Mnih and Hinton, 2008

- similar speedup factors are reported, without a performancedecrease

CONCLUSION•We discussed the task of language modeling

•We saw how to tackle this problem with a neural network that learning word representations‣ word representations can help the neural network to generalize to new

contexts

•We discussed ways of speeding up computations using a hierarchical output layer

Natural language processing: neural network language...

Documents

Transcript of Natural language processing: neural network language...

Second Language Transfer During Third Language Acquisition · PDF fileSecond language transfer during third language acquisition 1 Second Language Transfer During Third Language Acquisition

Second Language Acquisition. Language Learning vs. Language Acquisition Language acquisition is a subconscious process. Language learning requires a formal.

Defense Language Institute Foreign Language Center · PDF fileDefense Language Institute Foreign Language Center ... Defense Language Institute Foreign Language Center ... version,

Go Figure! Figurative Language Recognizing Figurative Language The opposite of literal language is figurative language. Figurative language is language.

LANGUAGE FIGURATIVE LANGUAGE - Walch LANGUAGE FIGURATIVE LANGUAGE. Table of Contents iii Daily Warm-Ups: Figurative Language Introduction ...

Go Figure! Figurative Language Grades 8 Recognizing Figurative Language The opposite of literal language is figurative language. Figurative language.

Procedural Language Structured Query Language …site.iugaza.edu.ps/ilubbad/files/2016/09/Lab_7_Procedural-Language... · Procedural Language Structured Query Language (PL/SQL) ...

Language in Public Speaking. Language is important Meanings of words Using language accurately Using language clearly Using language vividly Using language.

Defense Language Institute Foreign Language Centerliberalarts.utexas.edu/tlc/_files/proficiencyconference/... · Defense Language Institute Foreign Language Center ... Defense Language

Chinese Language Curriculum - United Nations Language Curriculum_0.… · Chinese Language Curriculum Russian Language Curriculum . French Language Curriculum Spanish LanguageCurriculum.

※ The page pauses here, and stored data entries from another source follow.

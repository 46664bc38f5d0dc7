use thiserror::Error;

pub type Result<T> = std::result::Result<T, RagError>;

#[derive(Error, Debug)]
pub enum RagError {
    #[error("Configuration error: {0}")]
    Config(String),

    #[error("Embedding error: {0}")]
    Embedding(String),

    #[error("Vector index unavailable: {0}")]
    IndexUnavailable(String),

    #[error("Vector index not found: {0}")]
    IndexNotFound(String),

    #[error("Vector index conflict: {0}")]
    IndexConflict(String),

    #[error("Dimension mismatch: index expects {expected}, got {actual}")]
    DimensionMismatch { expected: usize, actual: usize },

    #[error("Generation error: {0}")]
    Generation(String),

    #[error("Template error: {0}")]
    Template(String),

    #[error("Invalid request: {0}")]
    InvalidRequest(String),

    #[error(
        "Upload partially committed ({committed_batches}/{total_batches} batches): {source}"
    )]
    PartialUpload {
        committed_batches: usize,
        total_batches: usize,
        #[source]
        source: Box<RagError>,
    },

    #[error("IO error: {0}")]
    Io(#[from] std::io::Error),

    #[error("Other error: {0}")]
    Other(#[from] anyhow::Error),
}

/// Run a blocking backend call on tokio's blocking pool.
///
/// Embedders and generators speak blocking HTTP; calling them through this
/// keeps async callers usable on any runtime flavor.
pub(crate) async fn run_blocking<T, F>(f: F) -> Result<T>
where
    F: FnOnce() -> Result<T> + Send + 'static,
    T: Send + 'static,
{
    tokio::task::spawn_blocking(f)
        .await
        .map_err(|e| RagError::Other(anyhow::anyhow!("blocking task failed: {}", e)))?
}

pub mod commands;
pub mod config;
pub mod database;
pub mod embeddings;
pub mod generation;
pub mod http;
pub mod indexer;
pub mod query;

Language Contact Language Loyalty and Language Prejudice

ENGLISH LANGUAGE CENTRE NEWSLETTERENGLISH LANGUAGE … · ENGLISH LANGUAGE CENTRE NEWSLETTERENGLISH LANGUAGE CENTRE NEWSLETTER ... ELC (English Language ... commentary and encouragement.

Language acquisition &language processing

Europe Pacific Islands Europe - continued Language Line ...wpoelearning.workplaceoptions.com/Language Line 2.0/Language ID... · Language Line Services Language IdentificationAlbanian

IFT 615 – Intelligence Artificielleinfo.usherbrooke.ca/hlarochelle/ift615/ift615-intro.pdfIFT 615 – Intelligence Artificielle Introduction Hugo%Larochelle% Départementd’informaque

Natural language processing: syntactic and semantic tagginginfo.usherbrooke.ca/hlarochelle/ift725/nlp-tagging.pdf · A Uniﬁed Architecture for Natural Language Processing: Deep

Representation Language Language

Welsh Language Strategy 'A living language: a language …dera.ioe.ac.uk/18421/1/130321-welsh-language-strategy-measuring... · Welsh Language Strategy 'A living language: a language

Language & Language Based Codes

LANGUAGE MAINTENANCE & SHIFT LANGUAGE & SOCIETY. Language maintenance Language shift WHEN ONE LANGUAGE MEETS THE OTHER.